L'hydroformylation réductrice en un seul pot d'alcènes constitue une méthode simple et économique en atomes pour la synthèse d'alcools homologues à un seul carbone. Cependant, la réaction catalysée par un catalyseur hétérogène stable et efficace a été sous-explorée.

Pour résoudre ce problème, des chercheurs de l'Institut de Qingdao de bioénergie et de technologie des bioprocédés de l'Académie chinoise des sciences ont développé un site Ru trinucléaire confiné dans des polymères organiques poreux incorporés à la phosphine pour la synthèse directe d'alcools à partir de l'hydroformylation réductrice d'alcènes. Leur étude a été publiée dans ACS Catalysis le 12 mars.

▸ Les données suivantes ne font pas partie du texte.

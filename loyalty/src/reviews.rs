//! Published reviews and their star rendering.

use serde::{Deserialize, Deserializer};

pub const MAX_STARS: u8 = 5;

#[derive(Clone, Debug, PartialEq, Eq, Deserialize)]
#[serde(rename_all = "camelCase")]
pub struct Review {
    pub user_name: String,
    #[serde(default)]
    pub user_avatar: Option<String>,
    #[serde(default)]
    pub time_ago: Option<String>,
    pub restaurant_name: String,
    #[serde(deserialize_with = "lenient_rating")]
    pub rating: u8,
    #[serde(default)]
    pub comment: String,
}

impl Review {
    #[must_use]
    pub fn stars(&self) -> String {
        stars(self.rating)
    }
}

/// Filled stars for `rating`, padded with empty stars to five. Ratings above
/// five render as five.
#[must_use]
pub fn stars(rating: u8) -> String {
    let filled = usize::from(rating.min(MAX_STARS));
    let empty = usize::from(MAX_STARS) - filled;
    format!("{}{}", "★".repeat(filled), "☆".repeat(empty))
}

/// Accept any JSON number: fractions round down and the result is clamped
/// to `0..=MAX_STARS`, so one odd entry cannot sink a whole review list.
#[allow(clippy::cast_possible_truncation, clippy::cast_sign_loss)]
fn lenient_rating<'de, D: Deserializer<'de>>(deserializer: D) -> Result<u8, D::Error> {
    let raw = f64::deserialize(deserializer)?;
    Ok(raw.floor().clamp(0.0, f64::from(MAX_STARS)) as u8)
}

/// Normalized value for the `restaurantName_like` filter, or `None` when the
/// search box is blank.
#[must_use]
pub fn search_filter(query: &str) -> Option<String> {
    let q = query.trim().to_lowercase();
    (!q.is_empty()).then_some(q)
}

#[cfg(test)]
#[path = "reviews_test.rs"]
mod tests;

Les chercheurs ont construit un polymère organique poreux (POP) stable en laboratoire en incorporant un ligand monophosphine spécifique dans l'échafaudage, qui sert à la fois de ligand solide et de support pour préparer un catalyseur de Ru hétérogène pour l'hydroformylation réductrice en un seul pot.

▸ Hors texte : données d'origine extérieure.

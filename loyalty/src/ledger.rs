//! Points ledger persisted under a single storage key.
//!
//! DESIGN
//! ======
//! The store is the only source of truth: every [`PointsLedger::balance`]
//! call re-reads it, so eligibility is never computed from a stale copy.
//! A missing or unparseable entry reads as the starting balance instead of
//! failing; the value is only written back by a redemption.
//!
//! Writes are crate-private. [`crate::redeem::redeem`] is the only
//! production caller, which keeps the non-negative invariant in one place.

use tracing::{debug, warn};

use crate::ErrorCode;
use crate::store::{KeyValueStore, StoreError};

/// Storage key holding the balance as a decimal string.
pub const POINTS_KEY: &str = "userPoints";

/// Balance reported when the store holds nothing usable.
pub const DEFAULT_STARTING_POINTS: u32 = 120;

#[derive(Debug, thiserror::Error)]
pub enum LedgerError {
    #[error("invalid balance {0}: must be a non-negative integer")]
    InvalidValue(i64),

    #[error(transparent)]
    Store(#[from] StoreError),
}

impl ErrorCode for LedgerError {
    fn error_code(&self) -> &'static str {
        match self {
            Self::InvalidValue(_) => "E_INVALID_BALANCE",
            Self::Store(e) => e.error_code(),
        }
    }
}

pub struct PointsLedger<S> {
    store: S,
    starting_points: u32,
}

impl<S: KeyValueStore> PointsLedger<S> {
    #[must_use]
    pub fn new(store: S) -> Self {
        Self::with_starting_points(store, DEFAULT_STARTING_POINTS)
    }

    #[must_use]
    pub fn with_starting_points(store: S, starting_points: u32) -> Self {
        Self { store, starting_points }
    }

    #[must_use]
    pub fn starting_points(&self) -> u32 {
        self.starting_points
    }

    /// Current balance, falling back to the starting balance when the stored
    /// entry is absent or not a non-negative integer.
    #[must_use]
    pub fn balance(&self) -> u32 {
        let Some(raw) = self.store.get(POINTS_KEY) else {
            debug!(default = self.starting_points, "no stored balance; using default");
            return self.starting_points;
        };
        match parse_balance(&raw) {
            Some(balance) => balance,
            None => {
                warn!(stored = %raw, default = self.starting_points, "unparseable stored balance; using default");
                self.starting_points
            }
        }
    }

    /// Persist `value` as the new balance.
    ///
    /// # Errors
    ///
    /// [`LedgerError::InvalidValue`] if `value` is negative or does not fit
    /// the balance type; [`LedgerError::Store`] if the write fails. Either
    /// way the stored balance is unchanged.
    pub(crate) fn set_balance(&self, value: i64) -> Result<(), LedgerError> {
        let balance = u32::try_from(value).map_err(|_| LedgerError::InvalidValue(value))?;
        self.store.set(POINTS_KEY, &balance.to_string())?;
        debug!(balance, "balance persisted");
        Ok(())
    }

    pub fn store(&self) -> &S {
        &self.store
    }

    pub fn into_store(self) -> S {
        self.store
    }
}

/// Strict decimal parse; surrounding whitespace is tolerated, signs and
/// trailing garbage are not.
fn parse_balance(raw: &str) -> Option<u32> {
    let trimmed = raw.trim();
    if trimmed.is_empty() || !trimmed.bytes().all(|b| b.is_ascii_digit()) {
        return None;
    }
    trimmed.parse().ok()
}

#[cfg(test)]
#[path = "ledger_test.rs"]
mod tests;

Le ligand monophosphine aide à stabiliser les sites Ru trinucléaires atomiquement dispersés sur le POP, ce qui donne un catalyseur Ru hétérogène avec une performance catalytique comparable à son homologue homogène dans les mêmes conditions. Le catalyseur pourrait être facilement séparé pour une réutilisation successive sans perte significative d'activité et de sélectivité.

De plus, une stratégie de programmation de la température en deux étapes a été développée pour améliorer considérablement la sélectivité envers les alcools linéaires, largement applicable aux oléfines terminales, internes et fonctionnalisées.

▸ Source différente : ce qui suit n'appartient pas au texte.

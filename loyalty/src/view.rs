//! Presentation model for the rewards page.
//!
//! SYSTEM CONTEXT
//! ==============
//! Renderers (terminal output, a wasm page) consume [`RewardCard`]s and
//! [`Notice`]s instead of touching the ledger directly. After a successful
//! redemption, [`RewardsView`] notifies its listeners so the caller can
//! redraw with the fresh balance; nothing relies on reloading the page.

use std::fmt;

use serde::Serialize;

use crate::catalog::{Catalog, RewardDefinition};
use crate::ledger::PointsLedger;
use crate::redeem::{RedeemError, Redemption, redeem};
use crate::store::KeyValueStore;

/// Whether a reward is affordable at a given balance.
#[derive(Clone, Copy, Debug, PartialEq, Eq, Serialize)]
#[serde(rename_all = "lowercase")]
pub enum Eligibility {
    Eligible,
    Ineligible,
}

impl Eligibility {
    #[must_use]
    pub fn of(balance: u32, cost: u32) -> Self {
        if balance >= cost { Self::Eligible } else { Self::Ineligible }
    }

    #[must_use]
    pub fn is_eligible(self) -> bool {
        self == Self::Eligible
    }
}

#[derive(Clone, Debug, PartialEq, Eq, Serialize)]
pub struct RewardCard {
    pub reward: RewardDefinition,
    pub eligibility: Eligibility,
}

/// One card per reward, in catalog order.
#[must_use]
pub fn reward_cards(catalog: &Catalog, balance: u32) -> Vec<RewardCard> {
    catalog
        .iter()
        .map(|reward| RewardCard {
            reward: reward.clone(),
            eligibility: Eligibility::of(balance, reward.cost),
        })
        .collect()
}

/// Header shown above the reward list.
#[must_use]
pub fn points_label(balance: u32) -> String {
    format!("Your Points: {balance}")
}

// =============================================================================
// NOTICES
// =============================================================================

/// User-facing outcome of a redemption attempt.
#[derive(Clone, Debug, PartialEq, Eq)]
pub enum Notice {
    Redeemed { reward_name: String },
    NotEnoughPoints,
    Failed,
}

impl Notice {
    #[must_use]
    pub fn from_outcome(outcome: &Result<Redemption, RedeemError>) -> Self {
        match outcome {
            Ok(r) => Self::Redeemed { reward_name: r.reward.name.clone() },
            Err(RedeemError::InsufficientPoints { .. }) => Self::NotEnoughPoints,
            Err(RedeemError::UnknownReward(_) | RedeemError::Ledger(_)) => Self::Failed,
        }
    }

    #[must_use]
    pub fn is_success(&self) -> bool {
        matches!(self, Self::Redeemed { .. })
    }
}

impl fmt::Display for Notice {
    fn fmt(&self, f: &mut fmt::Formatter<'_>) -> fmt::Result {
        match self {
            Self::Redeemed { reward_name } => write!(f, "Successfully redeemed: {reward_name}"),
            Self::NotEnoughPoints => f.write_str("Not enough points to redeem this reward."),
            Self::Failed => f.write_str("Unable to redeem this reward."),
        }
    }
}

// =============================================================================
// VIEW
// =============================================================================

type RedeemListener = Box<dyn FnMut(&Redemption)>;

/// Catalog and ledger for one page, plus redraw hooks.
pub struct RewardsView<S> {
    catalog: Catalog,
    ledger: PointsLedger<S>,
    listeners: Vec<RedeemListener>,
}

impl<S: KeyValueStore> RewardsView<S> {
    #[must_use]
    pub fn new(catalog: Catalog, ledger: PointsLedger<S>) -> Self {
        Self { catalog, ledger, listeners: Vec::new() }
    }

    #[must_use]
    pub fn catalog(&self) -> &Catalog {
        &self.catalog
    }

    #[must_use]
    pub fn ledger(&self) -> &PointsLedger<S> {
        &self.ledger
    }

    /// Fresh read from storage.
    #[must_use]
    pub fn balance(&self) -> u32 {
        self.ledger.balance()
    }

    /// Cards with eligibility computed against the current stored balance.
    #[must_use]
    pub fn cards(&self) -> Vec<RewardCard> {
        reward_cards(&self.catalog, self.ledger.balance())
    }

    /// Register a callback fired after every successful redemption.
    pub fn subscribe(&mut self, listener: impl FnMut(&Redemption) + 'static) {
        self.listeners.push(Box::new(listener));
    }

    /// Redeem `reward_id` and notify listeners on success.
    ///
    /// # Errors
    ///
    /// See [`redeem`]. Listeners are not called on failure.
    pub fn redeem(&mut self, reward_id: u32) -> Result<Redemption, RedeemError> {
        let redemption = redeem(reward_id, &self.catalog, &self.ledger)?;
        for listener in &mut self.listeners {
            listener(&redemption);
        }
        Ok(redemption)
    }
}

#[cfg(test)]
#[path = "view_test.rs"]
mod tests;
//! TastePoints command-line front end.
//!
//! The points ledger and reward rules live in the `loyalty` crate; this crate
//! adds configuration, HTTP calls for feedback and reviews, and terminal
//! rendering.

pub mod api;
pub mod config;
pub mod render;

Dans cette stratégie, l'oléfine a été convertie en aldéhyde linéaire correspondant à une température de réaction relativement plus basse tout en minimisant les réactions secondaires d'isomérisation et d'hydrogénation, garantissant ainsi la production d'alcool linéaire dans la deuxième étape avec une efficacité élevée et une excellente sélectivité.

Dans des conditions de réaction optimales, l'hydroformylation réductrice du 1-hexène en tant que réaction modèle a été entièrement réalisée avec une sélectivité en 1-hexanol allant jusqu'à 95 % et un rapport alcool linéaire/alcool ramifié allant jusqu'à 30.

Ce travail représente une avancée significative dans le développement de catalyseurs hétérogènes pour la synthèse directe d'alcools linéaires à partir d'alcènes largement disponibles.